The case hinged on whether the public has a right to know who has ultimate control of limited companies – so-called beneficial ownership.
The European Court, presided over by Belgian judge Koen Lenaerts, declared that “the general public’s access to information on beneficial ownership constitutes a serious interference with the fundamental rights to respect for private life and to the protection of personal data”.
So if you’re thinking of putting your savings into an EU bank or investment company, say, you won’t have any right to find out who owns it, making due diligence impossible.
Dame Margaret Hodge, who chairs the cross-party Anti-corruption Committee, called the ruling “a terrible blow”.
Maira Martini of Transparency International said: “Access to beneficial ownership data is vital to identifying and stopping corruption and dirty money.”

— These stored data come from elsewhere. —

//! Record type descriptions and the persistable buffer layout.
//!
//! A record type is described once, statically: its POD payload, the scalar
//! type of its vector members, and the names of its relation and vector
//! members. Collections use the description to shape their buffers; backends
//! use it to name what they persist.

use std::fmt;

use serde::de::DeserializeOwned;
use serde::{Deserialize, Serialize};

use tessera_foundation::{IdRange, ObjectId};

/// Fixed-size plain data suitable for a buffer column.
///
/// Blanket-implemented for every type meeting the bounds; record payloads
/// and vector-member scalars must satisfy it.
pub trait Payload:
    Copy + Default + PartialEq + fmt::Debug + Send + Sync + Serialize + DeserializeOwned + 'static
{
}

impl<T> Payload for T where
    T: Copy + Default + PartialEq + fmt::Debug + Send + Sync + Serialize + DeserializeOwned + 'static
{
}

/// A user-defined record type.
///
/// This is the seam a schema-driven code generator targets; hand-written
/// implementations are a payload struct, an uninhabited marker type, and a
/// static [`RecordDescriptor`].
pub trait RecordType: 'static {
    /// Fixed-size payload persisted one-per-record in the data column.
    type Payload: Payload;
    /// Element type shared by this record type's vector members.
    type Scalar: Payload;

    /// Static description of the type's members.
    fn descriptor() -> &'static RecordDescriptor;
}

/// Names of a record type's members, in declaration order.
///
/// Member positions define buffer column order, so the descriptor is part of
/// the persisted contract for its type.
#[derive(Debug)]
pub struct RecordDescriptor {
    /// Unique name of the record type, used by backends to pick a decoder.
    pub type_name: &'static str,
    /// Single/optional relation member names.
    pub single_relations: &'static [&'static str],
    /// One-to-many relation member names.
    pub multi_relations: &'static [&'static str],
    /// Variable-length scalar member names.
    pub vector_members: &'static [&'static str],
}

impl RecordDescriptor {
    /// Position of a single relation member, by name.
    #[must_use]
    pub fn single_index(&self, name: &str) -> Option<usize> {
        self.single_relations.iter().position(|n| *n == name)
    }

    /// Position of a one-to-many relation member, by name.
    #[must_use]
    pub fn multi_index(&self, name: &str) -> Option<usize> {
        self.multi_relations.iter().position(|n| *n == name)
    }

    /// Position of a vector member, by name.
    #[must_use]
    pub fn vector_index(&self, name: &str) -> Option<usize> {
        self.vector_members.iter().position(|n| *n == name)
    }
}

/// Structure-of-arrays persistence image of one collection.
///
/// This is the logical layout every backend must honor:
/// - one fixed-stride POD column (`data`),
/// - per single relation member, an [`ObjectId`] column aligned 1:1 with
///   `data` ([`ObjectId::INVALID`] = unset),
/// - per one-to-many member, a shared overflow column of target ids plus one
///   [`IdRange`] per record,
/// - per vector member, a shared value column plus one [`IdRange`] per
///   record.
#[derive(Serialize, Deserialize)]
#[serde(bound = "")]
pub struct CollectionBuffers<R: RecordType> {
    /// POD payloads, one per record.
    pub data: Vec<R::Payload>,
    /// Per single-relation member: target ids aligned 1:1 with `data`.
    pub single_refs: Vec<Vec<ObjectId>>,
    /// Per one-to-many member: shared overflow column of target ids.
    pub multi_refs: Vec<Vec<ObjectId>>,
    /// Per one-to-many member: per-record ranges into the overflow column.
    pub multi_ranges: Vec<Vec<IdRange>>,
    /// Per vector member: shared column of values.
    pub vector_data: Vec<Vec<R::Scalar>>,
    /// Per vector member: per-record ranges into the value column.
    pub vector_ranges: Vec<Vec<IdRange>>,
}

impl<R: RecordType> CollectionBuffers<R> {
    /// Creates empty buffers shaped for the record type's descriptor.
    #[must_use]
    pub fn empty() -> Self {
        let desc = R::descriptor();
        Self {
            data: Vec::new(),
            single_refs: vec![Vec::new(); desc.single_relations.len()],
            multi_refs: vec![Vec::new(); desc.multi_relations.len()],
            multi_ranges: vec![Vec::new(); desc.multi_relations.len()],
            vector_data: vec![Vec::new(); desc.vector_members.len()],
            vector_ranges: vec![Vec::new(); desc.vector_members.len()],
        }
    }

    /// Drops all contents, keeping the member shape.
    pub fn clear(&mut self) {
        self.data.clear();
        for column in &mut self.single_refs {
            column.clear();
        }
        for column in &mut self.multi_refs {
            column.clear();
        }
        for column in &mut self.multi_ranges {
            column.clear();
        }
        for column in &mut self.vector_data {
            column.clear();
        }
        for column in &mut self.vector_ranges {
            column.clear();
        }
    }

    /// Number of records in the image.
    #[must_use]
    pub fn len(&self) -> usize {
        self.data.len()
    }

    /// Returns true if the image holds no records.
    #[must_use]
    pub fn is_empty(&self) -> bool {
        self.data.is_empty()
    }
}

impl<R: RecordType> Default for CollectionBuffers<R> {
    fn default() -> Self {
        Self::empty()
    }
}

// Manual impls: deriving would demand the bounds of the marker type `R`
// itself rather than of its payload and scalar types.
impl<R: RecordType> Clone for CollectionBuffers<R> {
    fn clone(&self) -> Self {
        Self {
            data: self.data.clone(),
            single_refs: self.single_refs.clone(),
            multi_refs: self.multi_refs.clone(),
            multi_ranges: self.multi_ranges.clone(),
            vector_data: self.vector_data.clone(),
            vector_ranges: self.vector_ranges.clone(),
        }
    }
}

impl<R: RecordType> PartialEq for CollectionBuffers<R> {
    fn eq(&self, other: &Self) -> bool {
        self.data == other.data
            && self.single_refs == other.single_refs
            && self.multi_refs == other.multi_refs
            && self.multi_ranges == other.multi_ranges
            && self.vector_data == other.vector_data
            && self.vector_ranges == other.vector_ranges
    }
}

impl<R: RecordType> fmt::Debug for CollectionBuffers<R> {
    fn fmt(&self, f: &mut fmt::Formatter<'_>) -> fmt::Result {
        f.debug_struct("CollectionBuffers")
            .field("data", &self.data)
            .field("single_refs", &self.single_refs)
            .field("multi_refs", &self.multi_refs)
            .field("multi_ranges", &self.multi_ranges)
            .field("vector_data", &self.vector_data)
            .field("vector_ranges", &self.vector_ranges)
            .finish()
    }
}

Graham Barrow, an expert on companies and corruption, was appalled.
“According to today’s European Court of Justice ruling you can voluntarily choose to register a company, get the benefit of limited liability, gain advantageous tax treatment and still retain the right to anonymity,” he tweeted.
“Here’s my suggestion. If you want the right to privacy, incorporate an unlimited liability company, don’t expose others to your debts if it fails, don’t get favourable tax treatment, and keep your details entirely confidential. Otherwise, society should rightly expect a quid pro quo.”